Citation
- Authors: Gouzil, J., Fablet, A., Lara, E., Caignard, G., Cochet, M., Kundlacz, C., Palmarini, M., Varela, M., Breard, E., Sailleau, C., Viarouge, C., Coulpier, M., Zientara, S., Vitour, D.
- Year: 2016
- Journal: J Virol
- Applications: in vitro / DNA / jetPRIME
- Cell types:
- Name: BSR-T7
- Name: HEK-293T
Description: Human embryonic kidney Fibroblast
Known as: HEK293T, 293T - Name: HeLa
Description: Human cervix epitheloid carcinoma cells - Name: Human primary neural progenitor cells
Abstract
Schmallenberg virus (SBV) was discovered in Germany in late 2011 and then spread rapidly to many European countries. SBV is an orthobunyavirus that causes abortion and congenital abnormalities in ruminants. A virus-encoded non-structural protein, termed NSs, is a major virulence factor of SBV and it is known to promote the degradation of Rpb1, a subunit of the RNA Pol II complex, and therefore hampers global cellular transcription.

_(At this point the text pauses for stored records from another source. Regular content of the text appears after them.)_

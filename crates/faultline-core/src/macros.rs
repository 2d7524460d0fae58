//! Assertion macros for test bodies.
//!
//! Every macro takes the body's `&TestContext` first and returns early from
//! the enclosing body on failure.

/// Source location of the macro call site.
#[macro_export]
macro_rules! here {
    () => {
        $crate::Location::new(::core::file!(), ::core::line!())
    };
}

/// End the test as passed.
#[macro_export]
macro_rules! pass {
    () => {
        return ::core::result::Result::Ok(())
    };
}

/// End the test with an explicit failure.
#[macro_export]
macro_rules! fail {
    ($ctx:expr $(,)?) => {
        return ::core::result::Result::Err($ctx.explicit_failure($crate::here!()))
    };
}

/// Fail the test if `cond` is false.
///
/// ```ignore
/// check!(ctx, a + b == 15);
/// ```
#[macro_export]
macro_rules! check {
    ($ctx:expr, $cond:expr $(,)?) => {
        if !($cond) {
            return ::core::result::Result::Err($ctx.assertion_failed(
                ::core::stringify!($cond),
                $crate::here!(),
                ::core::option::Option::None,
                ::core::option::Option::None::<fn()>,
            ));
        }
    };
}

/// Like [`check!`], also logging a formatted message on failure.
#[macro_export]
macro_rules! check_log {
    ($ctx:expr, $cond:expr, $($arg:tt)+) => {
        if !($cond) {
            return ::core::result::Result::Err($ctx.assertion_failed(
                ::core::stringify!($cond),
                $crate::here!(),
                ::core::option::Option::Some(::std::format!($($arg)+)),
                ::core::option::Option::None::<fn()>,
            ));
        }
    };
}

/// Like [`check!`], running `cleanup` (a closure) once if the check fails.
///
/// The closure is only built on the failing path, so it may move values the
/// rest of the body still uses:
///
/// ```ignore
/// check_clean!(ctx, v.len() == 1, || drop(v));
/// ```
#[macro_export]
macro_rules! check_clean {
    ($ctx:expr, $cond:expr, $cleanup:expr $(,)?) => {
        if !($cond) {
            return ::core::result::Result::Err($ctx.assertion_failed(
                ::core::stringify!($cond),
                $crate::here!(),
                ::core::option::Option::None,
                ::core::option::Option::Some($cleanup),
            ));
        }
    };
}

/// [`check_clean!`] plus a formatted failure message.
#[macro_export]
macro_rules! check_clean_log {
    ($ctx:expr, $cond:expr, $cleanup:expr, $($arg:tt)+) => {
        if !($cond) {
            return ::core::result::Result::Err($ctx.assertion_failed(
                ::core::stringify!($cond),
                $crate::here!(),
                ::core::option::Option::Some(::std::format!($($arg)+)),
                ::core::option::Option::Some($cleanup),
            ));
        }
    };
}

In this study we found that NSs is mainly localized in the nucleus of infected cells, and, specifically appears to target the nucleolus through a nucleolar localization signal (NoLS) localized between residues 33 and 51 of the protein. NSs co-localizes with nucleolar markers such as B23 (nucleophosmin) and fibrillarin. We observed that in SBV-infected cells, B23 undergoes a nucleolar to nucleoplasm redistribution, evocative of viral-induced nucleolar disruption. In contrast, nucleolar pattern of B23 was unchanged upon infection with a SBV recombinant mutant with NSs lacking the NoLS motif (SBVDeltaNoLS). Interestingly, unlike wild type SBV, the inhibitory activity of SBVDeltaNoLS towards RNA Pol II transcription is impaired. Overall, our results suggest that a putative link exists between NSs-induced nucleolar disruption and its inhibitory function on cellular transcription, which consequently precludes cellular antiviral response and/or induces cell death. IMPORTANCE: Schmallenberg virus (SBV) is an emerging arbovirus of ruminants that has spread in Europe between 2011 and 2013. SBV induces fetal abnormalities during gestation with the central nervous system being one of the most affected organs. The viral-encoded NSs protein acts as a virulent factor by impairing host cell transcription. Here, we show that NSs contains a nucleolar localization signal (NoLS) and induces disorganization of the nucleolus. The NoLS motif in the SBV NSs is absolutely necessary for viral induced inhibition of cellular transcription. To our knowledge, this is the first report of nucleolar functions for NSs within the Bunyaviridae family.